Francisco del Rio, head of power sales Europe at NTR, told PV Tech Premium during the event that additional complexity in dealmaking, particularly with the co-location of solar and storage projects, has raised the bar for industry expertise for investors, developers and offtakers to clear in order to be able to sign these deals.

“The role of advisors, here, is key to pursue opportunities and come to an agreement because of the complexities of different pricing structures,” he explained. “Each partner and each party may have different priorities, so I think it comes to the point of aligning interest and timelines and priorities, to come to a successful agreement.”
Simon Wilding, senior category manager for energy and utilities at Heathrow Airport, meanwhile, argued that he has sought to bring this expertise in-house, rather than rely on external advisors, to build “a really good executable hedging strategy”.
“We take all our own hedging decisions in-house,” he said. “What we’re in the process of revising is having a really clear objective of what that’s trying to achieve.”

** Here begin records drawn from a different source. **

use std::sync::Arc;
use std::time::Duration;

use anyhow::{Result, anyhow};
use khata_core::RejectReason;
use khata_rules::{
    KeyValueStorage, LearnOutcome, MemoryStorage, PersistenceError, RulesConfig, RulesService,
};

fn service() -> RulesService<MemoryStorage> {
    RulesService::new(MemoryStorage::new())
}

/// Learning the same input twice yields exactly one rule.
#[tokio::test]
async fn test_learning_is_idempotent() {
    let svc = service();
    assert!(svc
        .set_category_with_rule("Swiggy", "misc")
        .await
        .unwrap()
        .is_learned());
    assert!(svc
        .set_category_with_rule("Swiggy", "misc")
        .await
        .unwrap()
        .is_learned());

    let rules = svc.rules().await;
    assert_eq!(rules.len(), 1);
    assert_eq!(rules[0].key, "swiggy");
}

/// Too-short and boilerplate-only inputs never change the store.
#[tokio::test]
async fn test_generic_inputs_leave_store_unchanged() {
    let svc = service();
    for text in ["", "   ", "Rs 50", "debited", "debited from A/c"] {
        let outcome = svc.set_category_with_rule(text, "misc").await.unwrap();
        assert!(!outcome.is_learned(), "{text:?} should have been refused");
    }
    assert!(svc.rules().await.is_empty());
}

/// Regression: a bank SMS hard-cut at 50 characters must not become a
/// rule, and unrelated future SMS sharing its boilerplate must stay
/// uncategorized.
#[tokio::test]
async fn test_truncated_sms_never_becomes_a_rule() {
    let svc = service();
    let description_bad: String =
        "VM-HDFCBK: Rs 50.00 debited from HDFC Bank A/c xx1234 for Generic Purchase on 12-10-24."
            .chars()
            .take(50)
            .collect();

    let outcome = svc
        .set_category_with_rule(&description_bad, "misc")
        .await
        .unwrap();
    assert!(!outcome.is_learned());
    assert_eq!(svc.rules().await.len(), 0);

    let got = svc
        .find_category(
            Some("Tea Stall"),
            Some("VM-HDFCBK: Rs 100.00 debited from HDFC Bank A/c xx1234 for Tea Stall."),
        )
        .await;
    assert_eq!(got, None);
}

/// An exact merchant match is authoritative regardless of the raw text.
#[tokio::test]
async fn test_merchant_match_ignores_unrelated_raw_text() {
    let svc = service();
    assert!(svc
        .set_category_with_rule("Swiggy", "food")
        .await
        .unwrap()
        .is_learned());

    let got = svc
        .find_category(
            Some("Swiggy"),
            Some("VM-ICICI: Rs 999 debited for something else entirely"),
        )
        .await;
    assert_eq!(got, Some("food".to_string()));
}

/// Re-learning the same key replaces the category in place.
#[tokio::test]
async fn test_last_write_wins() {
    let svc = service();
    svc.set_category_with_rule("Swiggy", "food").await.unwrap();
    svc.set_category_with_rule("Swiggy", "entertainment")
        .await
        .unwrap();

    let rules = svc.rules().await;
    assert_eq!(rules.len(), 1);
    assert_eq!(rules[0].key, "swiggy");
    assert_eq!(rules[0].category, "entertainment");
}

/// Among substring matches, the longest (most specific) key wins.
#[tokio::test]
async fn test_longest_substring_match_wins() {
    let svc = service();
    assert!(svc
        .set_category_with_rule("Swiggy Order", "food")
        .await
        .unwrap()
        .is_learned());
    assert!(svc
        .set_category_with_rule("HDFC Bank Swiggy Order", "entertainment")
        .await
        .unwrap()
        .is_learned());

    let got = svc
        .find_category(None, Some("paid via HDFC Bank Swiggy Order 12345 success"))
        .await;
    assert_eq!(got, Some("entertainment".to_string()));
}

/// N concurrent learns with distinct inputs all land; no lost updates.
#[tokio::test]
async fn test_concurrent_learns_do_not_lose_updates() {
    let svc = Arc::new(service());
    let merchants = [
        "Alpha Bakery",
        "Bravo Grocers",
        "Charlie Cafe",
        "Delta Pharmacy",
        "Echo Cinemas",
        "Foxtrot Fuels",
        "Golf Stationers",
        "Hotel Niwas",
    ];

    let mut handles = Vec::new();
    for merchant in merchants {
        let svc = Arc::clone(&svc);
        handles.push(tokio::spawn(async move {
            svc.set_category_with_rule(merchant, "misc").await
        }));
    }
    for handle in handles {
        assert!(handle.await.unwrap().unwrap().is_learned());
    }

    assert_eq!(svc.rules().await.len(), merchants.len());
}

/// A hint that the caller cut the text upstream triggers the truncation
/// guard even below the heuristic length limit.
#[tokio::test]
async fn test_untruncated_length_hint_is_honored() {
    let svc = service();
    let outcome = svc
        .set_category_with_rule_hinted("Sharma Kirana St", "groceries", Some(120))
        .await
        .unwrap();
    assert_eq!(outcome, LearnOutcome::Rejected(RejectReason::UnsafeTruncation));
    assert!(svc.rules().await.is_empty());
}

/// Corrupt persisted state degrades to "no rules learned yet" and is
/// recoverable by the next learn.
#[tokio::test]
async fn test_corrupt_store_degrades_then_recovers() {
    let storage = MemoryStorage::new();
    storage.seed("merchant_rules_v1", "[[[ not json").await;
    let svc = RulesService::new(storage);

    assert!(svc.rules().await.is_empty());
    assert_eq!(svc.find_category(Some("Swiggy"), None).await, None);

    svc.set_category_with_rule("Swiggy", "food").await.unwrap();
    assert_eq!(svc.rules().await.len(), 1);
}

/// Forgetting a rule removes it from matching.
#[tokio::test]
async fn test_delete_rule_roundtrip() {
    let svc = service();
    svc.set_category_with_rule("Swiggy", "food").await.unwrap();
    assert!(svc.delete_rule("Swiggy").await.unwrap());
    assert!(!svc.delete_rule("Swiggy").await.unwrap());
    assert_eq!(svc.find_category(Some("Swiggy"), None).await, None);
}

/// Storage that fails every call.
#[derive(Clone)]
struct FailingStorage;

impl KeyValueStorage for FailingStorage {
    async fn get(&self, _key: &str) -> Result<Option<String>> {
        Err(anyhow!("disk on fire"))
    }

    async fn set(&self, _key: &str, _value: &str) -> Result<()> {
        Err(anyhow!("disk on fire"))
    }
}

/// A failed storage read aborts the learn with a persistence error;
/// matching degrades to no match instead of failing.
#[tokio::test]
async fn test_storage_failure_surfaces_on_write_path_only() {
    let svc = RulesService::new(FailingStorage);

    let err = svc
        .set_category_with_rule("Swiggy", "food")
        .await
        .unwrap_err();
    assert!(matches!(err, PersistenceError::Read { .. }));

    assert_eq!(svc.find_category(Some("Swiggy"), None).await, None);
    assert!(svc.rules().await.is_empty());
}

/// Storage that never answers.
#[derive(Clone)]
struct StalledStorage;

impl KeyValueStorage for StalledStorage {
    async fn get(&self, _key: &str) -> Result<Option<String>> {
        tokio::time::sleep(Duration::from_secs(3600)).await;
        Ok(None)
    }

    async fn set(&self, _key: &str, _value: &str) -> Result<()> {
        tokio::time::sleep(Duration::from_secs(3600)).await;
        Ok(())
    }
}

/// A stalled storage call trips the bounded timeout and aborts cleanly.
#[tokio::test(start_paused = true)]
async fn test_stalled_storage_times_out() {
    let svc = RulesService::with_config(StalledStorage, RulesConfig::default());

    let err = svc
        .set_category_with_rule("Swiggy", "food")
        .await
        .unwrap_err();
    assert!(matches!(err, PersistenceError::Timeout { .. }));
}
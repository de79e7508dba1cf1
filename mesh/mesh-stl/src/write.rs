//! STL encoding of triangle soups.
//!
//! Facet normals are written as stored (the copy on the facet's first
//! vertex), not recomputed, so decoding a written file reproduces the soup.

use std::fs::File;
use std::io::{BufWriter, Write};
use std::path::Path;

use mesh_soup::TriangleSoup;

use crate::ascii::{FACET_NORMAL, VERTEX};
use crate::binary::HEADER_SIZE;
use crate::error::StlResult;

/// Solid name used when the requested one cannot be written safely.
const FALLBACK_SOLID_NAME: &str = "mesh";

/// Header text of binary files written here.
const BINARY_HEADER_TEXT: &[u8] = b"binary STL written by mesh-stl";

/// Save a soup to an STL file.
///
/// # Arguments
///
/// * `soup` - The mesh to save
/// * `path` - Output file path
/// * `binary` - If true, save as binary STL; if false, save as ASCII
///
/// # Errors
///
/// Returns an error if the file cannot be created or written.
pub fn save_stl<P: AsRef<Path>>(soup: &TriangleSoup, path: P, binary: bool) -> StlResult<()> {
    let path = path.as_ref();
    let mut writer = BufWriter::new(File::create(path)?);

    if binary {
        write_stl_binary(soup, &mut writer)?;
    } else {
        let name = path
            .file_stem()
            .and_then(|s| s.to_str())
            .unwrap_or("mesh");
        write_stl_ascii(soup, &mut writer, name)?;
    }
    writer.flush()?;
    Ok(())
}

/// Write a soup as binary STL.
///
/// # Errors
///
/// Returns an error if writing fails.
pub fn write_stl_binary<W: Write>(soup: &TriangleSoup, mut writer: W) -> StlResult<()> {
    let mut header = [b' '; HEADER_SIZE];
    header[..BINARY_HEADER_TEXT.len()].copy_from_slice(BINARY_HEADER_TEXT);
    writer.write_all(&header)?;

    // A soup's u32 index buffer bounds its facet count well below u32::MAX.
    let facet_count = u32::try_from(soup.facet_count()).unwrap_or(u32::MAX);
    writer.write_all(&facet_count.to_le_bytes())?;

    for facet in soup.facets() {
        for c in facet.normal.iter() {
            writer.write_all(&c.to_le_bytes())?;
        }
        for v in &facet.vertices {
            for c in v.coords.iter() {
                writer.write_all(&c.to_le_bytes())?;
            }
        }
        writer.write_all(&0u16.to_le_bytes())?;
    }

    Ok(())
}

/// Write a soup as ASCII STL under the given solid name.
///
/// Floats use Rust's shortest round-trip exponent form, so every value
/// parses back to the same bits. Only the first line of `name` is used, and a
/// name containing `vertex` or `facet normal` is replaced by `mesh` since the
/// decoder would read it as data.
///
/// # Errors
///
/// Returns an error if writing fails.
pub fn write_stl_ascii<W: Write>(soup: &TriangleSoup, mut writer: W, name: &str) -> StlResult<()> {
    let name = solid_name(name);
    writeln!(writer, "solid {name}")?;

    for facet in soup.facets() {
        let n = facet.normal;
        writeln!(writer, "  facet normal {:e} {:e} {:e}", n.x, n.y, n.z)?;
        writeln!(writer, "    outer loop")?;
        for v in &facet.vertices {
            writeln!(writer, "      vertex {:e} {:e} {:e}", v.x, v.y, v.z)?;
        }
        writeln!(writer, "    endloop")?;
        writeln!(writer, "  endfacet")?;
    }

    writeln!(writer, "endsolid {name}")?;
    Ok(())
}

fn solid_name(name: &str) -> &str {
    let name = name.lines().next().unwrap_or("").trim();
    if name.contains(VERTEX) || name.contains(FACET_NORMAL) {
        FALLBACK_SOLID_NAME
    } else {
        name
    }
}
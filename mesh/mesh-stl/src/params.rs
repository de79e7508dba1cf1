//! Parameters for STL decoding.

use crate::sniff::{ASCII_MARKERS, DEFAULT_LOOKAHEAD};

/// How the binary decoder treats a header facet count that disagrees with
/// the number of complete records in the stream.
#[derive(Debug, Clone, Copy, PartialEq, Eq, Hash, Default)]
pub enum FacetCountPolicy {
    /// Keep every complete record present, whatever the header says.
    /// A truncated file yields fewer facets, an over-long one more.
    #[default]
    Clip,
    /// Fail with [`crate::StlError::InvalidFacetCount`] on any mismatch.
    Strict,
}

/// Parameters for STL decoding.
#[derive(Debug, Clone, PartialEq, Eq)]
pub struct StlParams {
    /// Number of leading bytes inspected to tell ASCII from binary.
    /// Default: 300
    pub lookahead: usize,

    /// Handling of declared vs. actual binary facet counts.
    /// Default: [`FacetCountPolicy::Clip`]
    pub facet_count_policy: FacetCountPolicy,
}

impl Default for StlParams {
    fn default() -> Self {
        Self {
            lookahead: DEFAULT_LOOKAHEAD,
            facet_count_policy: FacetCountPolicy::Clip,
        }
    }
}

impl StlParams {
    /// Create params that reject binary files whose facet count is off.
    #[must_use]
    pub fn strict() -> Self {
        Self {
            facet_count_policy: FacetCountPolicy::Strict,
            ..Default::default()
        }
    }

    /// Set the sniffing window.
    ///
    /// Clamped so the window can always hold the longest ASCII marker.
    #[must_use]
    pub fn with_lookahead(mut self, lookahead: usize) -> Self {
        let min = ASCII_MARKERS.iter().map(|m| m.len()).max().unwrap_or(0);
        self.lookahead = lookahead.max(min);
        self
    }

    /// Set the facet count policy.
    #[must_use]
    pub const fn with_facet_count_policy(mut self, policy: FacetCountPolicy) -> Self {
        self.facet_count_policy = policy;
        self
    }
}
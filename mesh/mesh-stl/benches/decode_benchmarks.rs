//! Benchmarks for STL decoding.
//!
//! Run with: cargo bench -p mesh-stl
//!
//! To compare against baseline:
//! 1. First run: cargo bench -p mesh-stl -- --save-baseline main
//! 2. After changes: cargo bench -p mesh-stl -- --baseline main

#![allow(clippy::unwrap_used, clippy::cast_precision_loss)]

use std::io::Cursor;

use criterion::{black_box, criterion_group, criterion_main, BenchmarkId, Criterion, Throughput};
use mesh_stl::{
    decode_stl, sniff, write_stl_ascii, write_stl_binary, Facet, TriangleSoup, DEFAULT_LOOKAHEAD,
};

// =============================================================================
// Test Mesh Generation
// =============================================================================

/// A flat grid of `side * side` quads, two facets each.
fn create_grid(side: usize) -> TriangleSoup {
    let step = 1.0 / side as f32;
    let facets = (0..side).flat_map(|i| {
        (0..side).flat_map(move |j| {
            let (x0, y0) = (i as f32 * step, j as f32 * step);
            let (x1, y1) = (x0 + step, y0 + step);
            [
                Facet::from_arrays([0.0, 0.0, 1.0], [[x0, y0, 0.0], [x1, y0, 0.0], [x1, y1, 0.0]]),
                Facet::from_arrays([0.0, 0.0, 1.0], [[x0, y0, 0.0], [x1, y1, 0.0], [x0, y1, 0.0]]),
            ]
        })
    });
    TriangleSoup::from_facets(facets).unwrap()
}

fn encode(soup: &TriangleSoup) -> (Vec<u8>, Vec<u8>) {
    let mut binary = Vec::new();
    write_stl_binary(soup, &mut binary).unwrap();
    let mut ascii = Vec::new();
    write_stl_ascii(soup, &mut ascii, "grid").unwrap();
    (binary, ascii)
}

// =============================================================================
// Benchmarks
// =============================================================================

fn bench_decode(c: &mut Criterion) {
    let mut group = c.benchmark_group("decode");

    for side in [16usize, 64, 256] {
        let soup = create_grid(side);
        let (binary, ascii) = encode(&soup);
        group.throughput(Throughput::Elements(soup.facet_count() as u64));

        group.bench_with_input(BenchmarkId::new("binary", side), &binary, |b, bytes| {
            b.iter(|| decode_stl(Cursor::new(black_box(bytes.as_slice()))).unwrap());
        });
        group.bench_with_input(BenchmarkId::new("ascii", side), &ascii, |b, bytes| {
            b.iter(|| decode_stl(Cursor::new(black_box(bytes.as_slice()))).unwrap());
        });
    }

    group.finish();
}

fn bench_sniff(c: &mut Criterion) {
    let (binary, ascii) = encode(&create_grid(8));

    for (name, bytes) in [("sniff_binary", &binary), ("sniff_ascii", &ascii)] {
        c.bench_function(name, |b| {
            b.iter(|| {
                let mut cursor = Cursor::new(black_box(bytes.as_slice()));
                sniff(&mut cursor, DEFAULT_LOOKAHEAD).unwrap()
            });
        });
    }
}

criterion_group!(benches, bench_decode, bench_sniff);
criterion_main!(benches);
//! Flat triangle-soup mesh.

use nalgebra::{Point3, Vector3};

#[cfg(feature = "serde")]
use serde::Serialize;

use crate::facet::sanitize_normal;
use crate::{Aabb, Facet, SoupError, SoupResult};

/// Floats per vertex position or normal.
pub const FLOATS_PER_VERTEX: usize = 3;

/// Vertices owned by each facet.
pub const VERTICES_PER_FACET: usize = 3;

/// Floats contributed by one facet to `vertices` (and to `normals`).
pub const FLOATS_PER_FACET: usize = FLOATS_PER_VERTEX * VERTICES_PER_FACET;

/// A triangle soup: every facet owns three unshared vertices.
///
/// The three arrays always satisfy
///
/// - `vertices.len() == normals.len() == indices.len() * 3`
/// - `vertices.len() % 9 == 0`
/// - `indices == [0, 1, 2, ..., indices.len() - 1]`
///
/// These are checked on construction and the arrays are not exposed
/// mutably afterwards, so a soup handed to a consumer is always well formed.
/// Use [`TriangleSoup::into_parts`] to take ownership of the buffers.
///
/// # Example
///
/// ```
/// use mesh_soup::TriangleSoup;
///
/// let soup = TriangleSoup::from_arrays(
///     vec![0.0, 0.0, 0.0, 1.0, 0.0, 0.0, 0.0, 1.0, 0.0],
///     vec![0.0, 0.0, 1.0, 0.0, 0.0, 1.0, 0.0, 0.0, 1.0],
/// )
/// .unwrap();
///
/// assert_eq!(soup.facet_count(), 1);
/// assert_eq!(soup.vertex_count(), 3);
/// assert_eq!(soup.indices(), &[0, 1, 2]);
/// ```
#[derive(Debug, Clone, Default, PartialEq)]
#[cfg_attr(feature = "serde", derive(Serialize))]
pub struct TriangleSoup {
    vertices: Vec<f32>,
    normals: Vec<f32>,
    indices: Vec<u32>,
}

impl TriangleSoup {
    /// Create an empty soup.
    #[inline]
    #[must_use]
    pub const fn new() -> Self {
        Self {
            vertices: Vec::new(),
            normals: Vec::new(),
            indices: Vec::new(),
        }
    }

    /// Build a soup from flat vertex and per-vertex normal arrays.
    ///
    /// The identity index buffer is generated here.
    ///
    /// # Errors
    ///
    /// - [`SoupError::NormalCountMismatch`] if the arrays differ in length
    /// - [`SoupError::PartialFacet`] if the length is not a multiple of 9
    /// - [`SoupError::IndexOverflow`] if there are more than `u32::MAX` vertices
    pub fn from_arrays(vertices: Vec<f32>, normals: Vec<f32>) -> SoupResult<Self> {
        if vertices.len() != normals.len() {
            return Err(SoupError::NormalCountMismatch {
                vertices: vertices.len(),
                normals: normals.len(),
            });
        }
        if vertices.len() % FLOATS_PER_FACET != 0 {
            return Err(SoupError::PartialFacet {
                len: vertices.len(),
            });
        }

        let indices = identity_indices(vertices.len() / FLOATS_PER_VERTEX)?;
        Ok(Self {
            vertices,
            normals,
            indices,
        })
    }

    /// Build a soup from facets, replicating each (sanitized) normal per vertex.
    ///
    /// # Errors
    ///
    /// Returns [`SoupError::IndexOverflow`] if the facets need more vertices
    /// than a `u32` index can address.
    pub fn from_facets<I>(facets: I) -> SoupResult<Self>
    where
        I: IntoIterator<Item = Facet>,
    {
        let facets = facets.into_iter();
        let (lower, _) = facets.size_hint();
        let mut vertices = Vec::with_capacity(lower * FLOATS_PER_FACET);
        let mut normals = Vec::with_capacity(lower * FLOATS_PER_FACET);

        for facet in facets {
            let n = sanitize_normal(facet.normal);
            for v in &facet.vertices {
                vertices.extend_from_slice(&[v.x, v.y, v.z]);
                normals.extend_from_slice(&[n.x, n.y, n.z]);
            }
        }

        Self::from_arrays(vertices, normals)
    }

    /// Flat vertex positions, `[x0, y0, z0, x1, ...]`.
    #[inline]
    #[must_use]
    pub fn vertices(&self) -> &[f32] {
        &self.vertices
    }

    /// Flat per-vertex normals, aligned with [`TriangleSoup::vertices`].
    #[inline]
    #[must_use]
    pub fn normals(&self) -> &[f32] {
        &self.normals
    }

    /// Identity index buffer.
    #[inline]
    #[must_use]
    pub fn indices(&self) -> &[u32] {
        &self.indices
    }

    /// Number of facets.
    #[inline]
    #[must_use]
    pub fn facet_count(&self) -> usize {
        self.vertices.len() / FLOATS_PER_FACET
    }

    /// Number of vertices (three per facet).
    #[inline]
    #[must_use]
    pub fn vertex_count(&self) -> usize {
        self.vertices.len() / FLOATS_PER_VERTEX
    }

    /// Check if the soup has no facets.
    #[inline]
    #[must_use]
    pub fn is_empty(&self) -> bool {
        self.vertices.is_empty()
    }

    /// Get a facet by index.
    ///
    /// The returned normal is the one stored for the facet's first vertex;
    /// all three stored copies are identical.
    #[must_use]
    pub fn facet(&self, index: usize) -> Option<Facet> {
        let start = index.checked_mul(FLOATS_PER_FACET)?;
        let v = self.vertices.get(start..start.checked_add(FLOATS_PER_FACET)?)?;
        let n = self.normals.get(start..start + FLOATS_PER_VERTEX)?;

        Some(Facet::new(
            Vector3::new(n[0], n[1], n[2]),
            [
                Point3::new(v[0], v[1], v[2]),
                Point3::new(v[3], v[4], v[5]),
                Point3::new(v[6], v[7], v[8]),
            ],
        ))
    }

    /// Iterate over all facets in input order.
    pub fn facets(&self) -> impl ExactSizeIterator<Item = Facet> + '_ {
        self.vertices
            .chunks_exact(FLOATS_PER_FACET)
            .zip(self.normals.chunks_exact(FLOATS_PER_FACET))
            .map(|(v, n)| {
                Facet::new(
                    Vector3::new(n[0], n[1], n[2]),
                    [
                        Point3::new(v[0], v[1], v[2]),
                        Point3::new(v[3], v[4], v[5]),
                        Point3::new(v[6], v[7], v[8]),
                    ],
                )
            })
    }

    /// Compute the axis-aligned bounding box of all vertices.
    ///
    /// Returns an empty AABB for an empty soup.
    #[must_use]
    pub fn bounds(&self) -> Aabb {
        let mut aabb = Aabb::empty();
        for p in self.vertices.chunks_exact(FLOATS_PER_VERTEX) {
            aabb.expand_to_include(&Point3::new(p[0], p[1], p[2]));
        }
        aabb
    }

    /// Take ownership of the `(vertices, normals, indices)` buffers.
    #[must_use]
    pub fn into_parts(self) -> (Vec<f32>, Vec<f32>, Vec<u32>) {
        (self.vertices, self.normals, self.indices)
    }
}

/// Generate `0, 1, ..., vertex_count - 1`.
fn identity_indices(vertex_count: usize) -> SoupResult<Vec<u32>> {
    let end = u32::try_from(vertex_count).map_err(|_| SoupError::IndexOverflow { vertex_count })?;
    Ok((0..end).collect())
}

Wilding went on to argue, during a panel discussion, that perhaps the most striking change to the ways that European PPAs are signed could be to recalibrate buyers’ expectations. Buying power is “an art, not a science”, and it would be short-sighted to assume that, particularly in the modern European energy space, a buyer can sign a perfectly optimal offtake agreement every time they come to the negotiating table.
“Sometimes we’re going to get it right, sometimes we’re going to get it wrong,” he said. “You’ve got to get comfortable with getting it wrong, because you’re going to get it wrong, and with not picking the lowest possible price, because you’re not [always] going to pick the lowest possible price.”